1. A snapshot of unemployment situation in Ghana.
Graduate unemployment is a major developmental challenge in Ghana and many other third world countries across the world. In a broader perspective, the rate of unemployment in Ghana stood at 5.45% in 2016 while 2018 saw the lowest rate of 4.16 over a decade. However, the figure rose to 4.51% by the end of 2020 (Statistica.com, 2021).

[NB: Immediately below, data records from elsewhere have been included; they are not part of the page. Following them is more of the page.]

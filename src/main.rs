//! OddsEngine - Command line entry point
//!
//! Runs the engine's calculators from the shell: odds conversion, single
//! wager payout, arbitrage stake split and drop classification.

use anyhow::{anyhow, Result};
use clap::{Parser, Subcommand};
use rust_decimal::Decimal;
use serde_json::json;
use tracing::{debug, info, Level};
use tracing_subscriber::FmtSubscriber;

use odds_engine::config::load_config;
use odds_engine::odds::{compute_drop, OddsSnapshot};
use odds_engine::{
    ArbitrageStakeDistributor, BettingCalculator, DecimalOdds, DropThreshold, MovementDetector,
    OddsConverter, OddsFormat, RawOdds,
};

/// CLI arguments for the application
#[derive(Parser, Debug)]
#[command(author, version, about, long_about = None)]
struct Args {
    /// Path to configuration file
    #[arg(short, long, default_value = "config.toml")]
    config: String,

    /// Log level (trace, debug, info, warn, error); overrides the config file
    #[arg(long, env = "ODDS_LOG_LEVEL")]
    log_level: Option<String>,

    #[command(subcommand)]
    command: Command,
}

#[derive(Subcommand, Debug)]
enum Command {
    /// Convert raw odds into every format
    Convert {
        /// Raw odds, e.g. 2.50, +150, -200, 3/2
        raw: String,
        /// Format of bare numbers in the input
        #[arg(long)]
        from: Option<OddsFormat>,
    },
    /// Return and profit of a single wager
    Payout {
        #[arg(long)]
        stake: Decimal,
        /// Raw odds in any format
        #[arg(long, allow_hyphen_values = true)]
        odds: String,
    },
    /// Equal-return stake split across all outcomes of a market
    Arb {
        /// Total stake; defaults to the configured calculator stake
        #[arg(long)]
        stake: Option<Decimal>,
        /// Best decimal odds per outcome
        #[arg(required = true, num_args = 2..)]
        odds: Vec<Decimal>,
    },
    /// Drop percentage between two prices
    Drop {
        #[arg(long)]
        previous: Decimal,
        #[arg(long)]
        current: Decimal,
        /// Threshold in percent; defaults to the configured threshold
        #[arg(long)]
        threshold: Option<Decimal>,
    },
}

fn main() -> Result<()> {
    // Load environment variables from .env file if present
    dotenvy::dotenv().ok();

    let args = Args::parse();
    let config = load_config(Some(&args.config))?;

    // Initialize logging
    let log_level = args
        .log_level
        .clone()
        .unwrap_or_else(|| config.settings.log_level.clone());
    let level = match log_level.to_lowercase().as_str() {
        "trace" => Level::TRACE,
        "debug" => Level::DEBUG,
        "info" => Level::INFO,
        "warn" => Level::WARN,
        "error" => Level::ERROR,
        _ => Level::INFO,
    };

    let subscriber = FmtSubscriber::builder()
        .with_max_level(level)
        .with_target(true)
        .with_writer(std::io::stderr)
        .finish();

    tracing::subscriber::set_global_default(subscriber)?;

    debug!("Configuration file: {}", args.config);

    let output = match args.command {
        Command::Convert { raw, from } => {
            let guess = from.or(config.odds.source_format_guess);
            let odds = OddsConverter::to_decimal(&RawOdds::from(raw.as_str()), guess);
            info!("Converting {:?} (valid: {})", raw, odds.is_some());
            json!({
                "input": raw,
                "decimal": OddsConverter::format_in_format(odds, OddsFormat::Decimal),
                "moneyline": OddsConverter::format_in_format(odds, OddsFormat::Moneyline),
                "fractional": OddsConverter::format_in_format(odds, OddsFormat::Fractional),
                "display": OddsConverter::format_in_format(odds, config.odds.display_format),
            })
        }
        Command::Payout { stake, odds } => {
            let decimal = parse_odds(&odds, config.odds.source_format_guess)?;
            let wager = BettingCalculator::calculate_with_odds(stake, decimal)?;
            serde_json::to_value(wager)?
        }
        Command::Arb { stake, odds } => {
            let total = stake.unwrap_or(config.arbitrage.default_total_stake);
            let opportunity = ArbitrageStakeDistributor::distribute(&odds, total)?;
            let sure_bet = opportunity.is_sure_bet();
            info!(
                "{}-way market, profit {}%",
                odds.len(),
                opportunity.profit_percent.round_dp(2)
            );
            json!({
                "sure_bet": sure_bet,
                "opportunity": opportunity.rounded(config.arbitrage.money_decimal_places),
            })
        }
        Command::Drop {
            previous,
            current,
            threshold,
        } => {
            let threshold = threshold
                .map(DropThreshold::new)
                .unwrap_or(config.movement.default_threshold);
            let snapshot = OddsSnapshot::new(DecimalOdds::new(previous)?, DecimalOdds::new(current)?);
            let detector = MovementDetector::new(threshold);
            json!({
                "drop_percent": compute_drop(previous, current),
                "is_drop": snapshot.is_drop(),
                "threshold": threshold.percent(),
                "significant": detector.is_significant(&snapshot),
            })
        }
    };

    println!("{}", serde_json::to_string_pretty(&output)?);
    Ok(())
}

fn parse_odds(raw: &str, guess: Option<OddsFormat>) -> Result<DecimalOdds> {
    OddsConverter::to_decimal(&RawOdds::from(raw), guess)
        .ok_or_else(|| anyhow!("invalid odds: {:?}", raw))
}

In Ghana over hundred thousand (100,000) graduates are produced annually by the various tertiary institutions. In 2018 example, the Word Bank reported that, 109,874 people graduated from the various tertiary institutions. The Institute of Statistics, Social and Economic Research (ISSER), reported in 2017 that only 10% of these graduates are able to secure employment after first year of graduation; creating a backlog of 90,000 unemployed graduates each year. The same report also noted that it takes 10 years for the majority of Ghanaians to find job after graduation.
Afrobaroter surveys, 2002-2017 identified unemployment as the most basic problem facing Ghanaians. In 2019, unemployment ranked second, only to roads/infrastructure on the list of issues Ghanaian citizens wanted government to address (Afrobaroter report, 2019).
The figure below shows the most important problems in Ghana from 2002-2019.
Source: Afrobarometer report, 2019.
This situation is damning in the face of the negative effects of unemployment on the security and development of countries.
2. What is being done - a focus on NABCO
The aforementioned alarming statistics demonstrates the need to carefully develop strategies to mitigate this phenomenon.
It is in line with this that government of Ghana came up with the Nation Builders Corpse(NABCO) initiative to reduce the growing rate of unemployment the country is experiencing. The sad news, however, is that the programme is designed to temporarily curb the problem.
The beneficiaries of NABCO started work in 2018 and government has indicated that they would be made to exit this year.
It is important to note that laying off the over 97,000 people is likely to produce some negative social, economic and to some extent, political repercussions. On the other hand, the country stands to gain if these officers are retained.
Indispitably, during this three-year period, the beneficiaries have acquired new skills within the various modules they have been placed. Maintaining them will ensure better efficiency and expansion in the GDP of the country. This argument is strong enough to compel government to consider maintaining the trainees.
Once they are maintained, a deliberate effort should be made to increase their allowance from the current GHS700 to GHS1000 to cater for inflation in the past three years. This is expected to motivate the beneficiaries to work harder and positively impact the growth of the economy.
4. Government expenditure on NABCO and more
The government of Ghana spent GHS840 million on the 97,373 NABCO trainees in 2019 (see 2020 Budget, Ministry of Finance). This is far less than 1% of the total GDP of Ghana in 2019 which stood at 66.98 billion dollars (see World Bank Report, 2019).
It is worth noting that government will need additional estimated amount of GHS30 million to raise the renumerations of these NABCO officers to GHS1000 as I earlier on suggested. This is only about 3.6% of what was spent in 20019. This is insignificant should not be too much of a burden for governmen to carry.
5. Conclusion and Recommendation
For the emphasis, laying off over 97,000 young Ghanaians at a time when there is increasing agitations and social media activism among the youths will not only make government unpopular but potentially put the peace and security of the country at risk. Besides, this does not auger well for the image of Ghana as a country where graduates are employed, then after three years of sharpening their skills, they are told to go home for another batch of people to come in. This is unacceptable in this current dispensation.
It is therefore recommended that the government of Ghana, led by President Akufo-Addo should reconsider its decision and maintain the current batch of the NABCO personnel while looking for innovative ways of recruiting more fresh graduates into the system.
This should precede a comprehensive assessment of the initiative to understand its impacts on growth and development. Secondly, government working together with the various institutions handling the trainees should assess the performance of all the beneficiaries and carry out a reassignment where necessary.